Thank your lucky stars and stripes

map
        On this Fourth of July, the first after 9-11, we are engaged — to quote Abraham Lincoln at Gettysburg — in a great civil war.

        One side believes “under God” must stay in the Pledge of Allegiance. The other side feels it can salute the flag without those two words.

        Both sides don't know how lucky they've got it.

        Without the Declaration of Independence, whose 226th anniversary is celebrated today, without the soldiers who fought and died to protect what that document calls “certain unalienable Rights” — including life, liberty and the pursuit of happiness — no one would be bickering over keeping or cutting a phrase from the pledge.

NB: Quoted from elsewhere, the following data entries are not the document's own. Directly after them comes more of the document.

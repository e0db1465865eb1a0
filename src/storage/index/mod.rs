//! Relational index: `SQLite` tables derived from the prompt files.
//!
//! | Table | Contents |
//! |-------|----------|
//! | `prompts` | One row per prompt, keyed by id and file path |
//! | `tags`, `prompt_tags` | Tag dictionary and links |
//! | `prompts_fts` | FTS5 entry per live prompt |
//! | `prompt_versions`, `branches` | Version ledger and branch heads |
//!
//! Row-level functions live in [`prompts`], [`tags`], and [`history`] and
//! take a plain [`Connection`], so services compose them inside one
//! [`SqliteIndex::transaction`] per logical mutation.

mod connection;
pub mod history;
pub mod prompts;
pub mod tags;

pub use connection::{acquire_lock, configure_connection};
pub use prompts::SyncRow;

use rusqlite::{Connection, TransactionBehavior};
use std::path::{Path, PathBuf};
use std::sync::Mutex;
use std::time::Instant;
use tracing::instrument;

use crate::models::{
    Branch, IndexStats, ListFilter, Prompt, PromptVersion, SearchHit, TagCount,
};
use crate::storage::migrations::{MIGRATIONS, MigrationRunner};
use crate::{Error, Result};
use connection::record_operation_metrics;

/// `SQLite`-backed prompt index with FTS5 search.
pub struct SqliteIndex {
    /// Connection to the `SQLite` database.
    conn: Mutex<Connection>,
    /// Path to the `SQLite` database (None for in-memory).
    db_path: Option<PathBuf>,
}

impl std::fmt::Debug for SqliteIndex {
    fn fmt(&self, f: &mut std::fmt::Formatter<'_>) -> std::fmt::Result {
        f.debug_struct("SqliteIndex")
            .field("db_path", &self.db_path)
            .finish_non_exhaustive()
    }
}

impl SqliteIndex {
    /// Opens (creating if needed) a file-backed index and applies migrations.
    ///
    /// # Errors
    ///
    /// Returns [`Error::Index`] if the database cannot be opened or migrated.
    pub fn open(db_path: impl Into<PathBuf>) -> Result<Self> {
        let db_path = db_path.into();
        if let Some(parent) = db_path.parent().filter(|p| !p.as_os_str().is_empty()) {
            std::fs::create_dir_all(parent)
                .map_err(|e| Error::io("create_index_dir", parent, &e))?;
        }
        let conn = Connection::open(&db_path).map_err(|e| Error::index("open_sqlite", e))?;
        Self::initialize(conn, Some(db_path))
    }

    /// Creates an in-memory index (useful for testing).
    ///
    /// # Errors
    ///
    /// Returns [`Error::Index`] if the schema cannot be created.
    pub fn in_memory() -> Result<Self> {
        let conn =
            Connection::open_in_memory().map_err(|e| Error::index("open_sqlite_memory", e))?;
        Self::initialize(conn, None)
    }

    fn initialize(conn: Connection, db_path: Option<PathBuf>) -> Result<Self> {
        configure_connection(&conn);
        MigrationRunner::new(&conn).run(MIGRATIONS)?;
        tracing::debug!(db_path = ?db_path, "Opened prompt index");
        Ok(Self {
            conn: Mutex::new(conn),
            db_path,
        })
    }

    /// Returns the database path.
    #[must_use]
    pub fn db_path(&self) -> Option<&Path> {
        self.db_path.as_deref()
    }

    /// Runs a read against the connection, recording metrics under `operation`.
    ///
    /// # Errors
    ///
    /// Propagates the closure's error.
    pub fn read<T>(
        &self,
        operation: &'static str,
        f: impl FnOnce(&Connection) -> Result<T>,
    ) -> Result<T> {
        let start = Instant::now();
        let result = {
            let conn = acquire_lock(&self.conn);
            f(&conn)
        };
        let status = if result.is_ok() { "success" } else { "error" };
        record_operation_metrics(operation, start, status);
        result
    }

    /// Runs `f` inside an immediate transaction: committed if `f` returns
    /// `Ok`, rolled back otherwise.
    ///
    /// # Errors
    ///
    /// Propagates the closure's error, or [`Error::Index`] if the
    /// transaction cannot begin or commit.
    pub fn transaction<T>(
        &self,
        operation: &'static str,
        f: impl FnOnce(&Connection) -> Result<T>,
    ) -> Result<T> {
        let start = Instant::now();
        let result = (|| {
            let mut conn = acquire_lock(&self.conn);
            let tx = conn
                .transaction_with_behavior(TransactionBehavior::Immediate)
                .map_err(|e| Error::index("begin_transaction", e))?;
            let value = f(&tx)?;
            tx.commit()
                .map_err(|e| Error::index("commit_transaction", e))?;
            Ok(value)
        })();
        let status = if result.is_ok() { "success" } else { "error" };
        record_operation_metrics(operation, start, status);
        result
    }

    /// Looks a prompt up by id.
    ///
    /// # Errors
    ///
    /// Returns [`Error::Index`] if the query fails.
    pub fn get_prompt(&self, id: &str) -> Result<Option<Prompt>> {
        self.read("get_prompt", |conn| prompts::get(conn, id))
    }

    /// Looks a prompt up by name.
    ///
    /// # Errors
    ///
    /// Returns [`Error::Index`] if the query fails.
    pub fn get_prompt_by_name(&self, name: &str) -> Result<Option<Prompt>> {
        self.read("get_prompt_by_name", |conn| prompts::get_by_name(conn, name))
    }

    /// Lists prompts matching a filter.
    ///
    /// # Errors
    ///
    /// Returns [`Error::Index`] if the query fails.
    pub fn list_prompts(&self, filter: &ListFilter) -> Result<Vec<Prompt>> {
        self.read("list_prompts", |conn| prompts::list(conn, filter))
    }

    /// Full-text search over live prompts.
    ///
    /// # Errors
    ///
    /// Returns [`Error::Index`] if the query fails.
    #[instrument(skip(self, query), fields(query_length = query.len(), limit = limit))]
    pub fn search(&self, query: &str, limit: usize) -> Result<Vec<SearchHit>> {
        self.read("search", |conn| prompts::search(conn, query, limit))
    }

    /// Reconciliation snapshot of live rows.
    ///
    /// # Errors
    ///
    /// Returns [`Error::Index`] if the query fails.
    pub fn sync_rows(&self) -> Result<Vec<SyncRow>> {
        self.read("sync_rows", prompts::sync_rows)
    }

    /// Tags in use with their counts.
    ///
    /// # Errors
    ///
    /// Returns [`Error::Index`] if the query fails.
    pub fn list_tags(&self) -> Result<Vec<TagCount>> {
        self.read("list_tags", tags::list_tags)
    }

    /// Row counts across the index.
    ///
    /// # Errors
    ///
    /// Returns [`Error::Index`] if the query fails.
    pub fn stats(&self) -> Result<IndexStats> {
        self.read("stats", prompts::stats)
    }

    /// Versions of a branch, newest first.
    ///
    /// # Errors
    ///
    /// Returns [`Error::Index`] if the query fails.
    pub fn list_versions(
        &self,
        prompt_id: &str,
        branch: &str,
        limit: Option<usize>,
    ) -> Result<Vec<PromptVersion>> {
        self.read("list_versions", |conn| {
            history::list_versions(conn, prompt_id, branch, limit)
        })
    }

    /// One version of a branch.
    ///
    /// # Errors
    ///
    /// Returns [`Error::Index`] if the query fails.
    pub fn get_version(
        &self,
        prompt_id: &str,
        branch: &str,
        version: u32,
    ) -> Result<Option<PromptVersion>> {
        self.read("get_version", |conn| {
            history::get_version(conn, prompt_id, branch, version)
        })
    }

    /// One branch pointer.
    ///
    /// # Errors
    ///
    /// Returns [`Error::Index`] if the query fails.
    pub fn get_branch(&self, prompt_id: &str, name: &str) -> Result<Option<Branch>> {
        self.read("get_branch", |conn| history::get_branch(conn, prompt_id, name))
    }

    /// Branches of a prompt.
    ///
    /// # Errors
    ///
    /// Returns [`Error::Index`] if the query fails.
    pub fn list_branches(&self, prompt_id: &str) -> Result<Vec<Branch>> {
        self.read("list_branches", |conn| history::list_branches(conn, prompt_id))
    }
}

        A federal appeals court ruled last week that it was unconstitutional for public school kids to recite the pledge because it contained the words “under God.”

        Take cover if that ruling had come down in a nation without the Declaration of Independence. Shots, not words, would have been exchanged.

        Angry mobs would have stormed the courthouse and hanged the judges by their robes.

        Or, the army would have left its barracks on the orders of some all-powerful El Presidente. Troops would have hunted down the judges and seen to it they were summarily shot.

        All in the name of protecting our one nation, under God.

        The judges' defenders would have rushed to avenge the executions. Barricades would have been erected and war declared. Each side would enlist God's help.

        But that's not the way we do things in America.

        Shooting off our mouths, not guns, we are free to protest any court's decision.

        And it's all because of a piece of paper, the Declaration of Independence, dated July 4, 1776.
       

Church and state

        One protest against the ruling was staged in Columbus and starred Ohio Gov. Bob Taft.

        “There can be little doubt,” he said, “that God was on the minds of our Founding Fathers.”

        Right you are, Big Bob.

        In the Declaration of Independence, the deity goes by the names “Nature's God,” “Creator,” “Supreme judge of the world” and “divine Providence.”

        Somebody upstairs was on their minds as they hammered out the Declaration. But, the nation's founders also believed in the separation of church and state. They incorporated this belief into the Constitution.
       

Point, counterpoint

        Time, history and the facts fuel the “under God” debate.

        Written in 1892, the pledge did not contain “under God” for 62 years. Congress — a sorry bunch that couldn't carry the Founding Fathers' quill pens — inserted the two-word phrase between “one Nation” and “indivisible” in 1954.

        That was 48 years ago.

        Between 1892 and 1954, Americans saluted the flag and worshiped as they saw fit. The United States fought and won two world wars to defend, among other rights, religious freedom.

        The day the words “under God” entered the pledge, all Americans' freedom of religion remained intact.

        The day of the federal court ruling, church spires in Cincinnati still pointed to heaven. Downtown, the Isaac M. Wise Plum Street Temple was still standing. The Stars and Stripes still flew from a flagpole outside the Islamic Center of Greater Cincinnati in Butler County.

        We are, still, one nation.

        Whether we are a nation under one god, many or none, remains open to debate.

        That debate can rage loud and long. Everyone can speak out until they turn red, white and blue. That's our right. This is a free country. That's why we celebrate Independence Day.